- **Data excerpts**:
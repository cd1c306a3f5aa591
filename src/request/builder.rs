//! Shared validation and assembly skeleton for provider-account requests.

// self
use crate::{
	_prelude::*,
	auth::{TokenSecret, has_text},
	error::PreconditionViolation,
	obs::{self, BuildOutcome, BuildSpan},
	request::{
		ProviderAccountRequest,
		properties::{Properties, keys},
	},
};

/// Provider-specific capabilities injected into [`RequestBuilder`].
///
/// Implementations name the provider and turn the frozen property bag into a concrete
/// request. The builder owns validation, so factories can assume a non-blank `providerId`
/// entry is already present when [`create`](Self::create) runs.
pub trait ProviderAccountFactory {
	/// Concrete request type produced by the factory.
	type Request: ProviderAccountRequest;

	/// Provider identifier to embed; `None` or blank values fail the build.
	fn provider_id(&self) -> Option<&str>;

	/// Builds the final request from the frozen properties and the builder state.
	fn create(&self, properties: Properties, state: &BuilderState) -> Self::Request;
}

/// Values accumulated through builder setters.
#[derive(Clone, Debug, Default, PartialEq, Eq)]
pub struct BuilderState {
	access_token: Option<TokenSecret>,
}
impl BuilderState {
	/// Access token supplied by the caller, if any.
	pub fn access_token(&self) -> Option<&TokenSecret> {
		self.access_token.as_ref()
	}
}

/// Shared validation and assembly skeleton for provider-account requests.
///
/// Setters take `&mut self` and return the same builder so calls chain. The builder is
/// not synchronized; confine one instance to one construction at a time.
#[derive(Clone, Debug, Default)]
pub struct RequestBuilder<F> {
	factory: F,
	state: BuilderState,
}
impl<F> RequestBuilder<F>
where
	F: ProviderAccountFactory,
{
	/// Creates a builder around the provided factory.
	pub fn new(factory: F) -> Self {
		Self { factory, state: BuilderState::default() }
	}

	/// Stores the access token verbatim; the last value set wins.
	pub fn access_token(&mut self, token: impl Into<String>) -> &mut Self {
		self.state.access_token = Some(TokenSecret::new(token));

		self
	}

	/// Injected factory.
	pub fn factory(&self) -> &F {
		&self.factory
	}

	/// Mutable access to the injected factory, e.g. to correct the provider identifier.
	pub fn factory_mut(&mut self) -> &mut F {
		&mut self.factory
	}

	/// Accumulated setter state.
	pub fn state(&self) -> &BuilderState {
		&self.state
	}

	/// Validates the provider identifier and produces the finalized request.
	///
	/// Fails with [`PreconditionViolation::MissingProviderId`] when the factory resolves no
	/// identifier or a blank one. A failed build leaves the builder unchanged.
	pub fn build(&self) -> Result<F::Request, PreconditionViolation> {
		let provider_id = self.factory.provider_id();
		let _guard = BuildSpan::new(provider_id).entered();

		obs::record_build_outcome(BuildOutcome::Attempt);

		let Some(provider_id) = provider_id.filter(|id| has_text(id)) else {
			#[cfg(feature = "tracing")]
			tracing::warn!("Rejected provider account request without a provider identifier.");

			obs::record_build_outcome(BuildOutcome::Failure);

			return Err(PreconditionViolation::MissingProviderId);
		};
		let mut properties = Properties::builder();

		properties.insert(keys::PROVIDER_ID, provider_id);

		let request = self.factory.create(properties.freeze(), &self.state);

		#[cfg(feature = "tracing")]
		tracing::debug!(
			has_access_token = self.state.access_token.is_some(),
			"Built provider account request."
		);

		obs::record_build_outcome(BuildOutcome::Success);

		Ok(request)
	}
}

#[cfg(test)]
mod tests {
	// self
	use super::*;
	use crate::request::ProviderData;

	#[derive(Debug)]
	struct Captured {
		data: ProviderData,
		token: Option<String>,
	}
	impl ProviderAccountRequest for Captured {
		fn provider_data(&self) -> &ProviderData {
			&self.data
		}
	}

	#[derive(Debug, Default)]
	struct Fixed(Option<String>);
	impl ProviderAccountFactory for Fixed {
		type Request = Captured;

		fn provider_id(&self) -> Option<&str> {
			self.0.as_deref()
		}

		fn create(&self, properties: Properties, state: &BuilderState) -> Self::Request {
			Captured {
				data: ProviderData::new(properties)
					.expect("Builder should only hand validated properties to factories."),
				token: state.access_token().map(|token| token.expose().to_owned()),
			}
		}
	}

	fn fixed(id: &str) -> RequestBuilder<Fixed> {
		RequestBuilder::new(Fixed(Some(id.to_owned())))
	}

	#[test]
	fn non_blank_ids_are_embedded_verbatim() {
		for id in ["google", " padded ", "with space", "é", "x"] {
			let request = fixed(id)
				.access_token("t")
				.build()
				.expect("Non-blank provider identifiers should build.");

			assert_eq!(request.data.provider_id(), id);
			assert_eq!(request.data.properties().keys().collect::<Vec<_>>(), vec!["providerId"]);
		}
	}

	#[test]
	fn missing_or_blank_ids_fail() {
		let ids = [None, Some(""), Some(" "), Some("\t\r\n"), Some("\u{3000}")];

		for id in ids {
			let builder = RequestBuilder::new(Fixed(id.map(str::to_owned)));

			assert_eq!(
				builder.build().map(|request| request.data),
				Err(PreconditionViolation::MissingProviderId)
			);
		}
	}

	#[test]
	fn access_token_is_last_write_wins_and_optional() {
		let mut builder = fixed("github");

		assert_eq!(builder.build().expect("Absent tokens are allowed.").token, None);

		builder.access_token("first").access_token("").access_token("second");

		let request = builder.build().expect("Builder should succeed with a token.");

		assert_eq!(request.token.as_deref(), Some("second"));

		builder.access_token("");

		assert_eq!(builder.build().expect("Empty tokens are allowed.").token.as_deref(), Some(""));
	}

	#[test]
	fn setter_returns_the_same_builder() {
		let mut builder = fixed("facebook");
		let address = &builder as *const RequestBuilder<Fixed>;
		let returned = builder.access_token("abc") as *const RequestBuilder<Fixed>;

		assert!(std::ptr::eq(address, returned));
	}

	#[test]
	fn failed_build_can_be_retried_after_fixing_the_factory() {
		let mut builder = RequestBuilder::new(Fixed(None));

		builder.access_token("abc123");

		assert!(builder.build().is_err());

		builder.factory_mut().0 = Some("google".into());

		let request = builder.build().expect("Build should succeed once the id is fixed.");

		assert_eq!(request.data.provider_id(), "google");
		assert_eq!(request.token.as_deref(), Some("abc123"));
	}

	#[test]
	fn state_debug_redacts_access_token() {
		let mut builder = fixed("google");

		builder.access_token("ya29.secret");

		let rendered = format!("{builder:?}");

		assert!(!rendered.contains("ya29.secret"));
		assert!(rendered.contains("<redacted>"));
	}
}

- **Task prompt**:
Search the entries above for "feature". Show every line that has it.

- **Answer to this problem**:
			#[cfg(feature = "tracing")]
		#[cfg(feature = "tracing")]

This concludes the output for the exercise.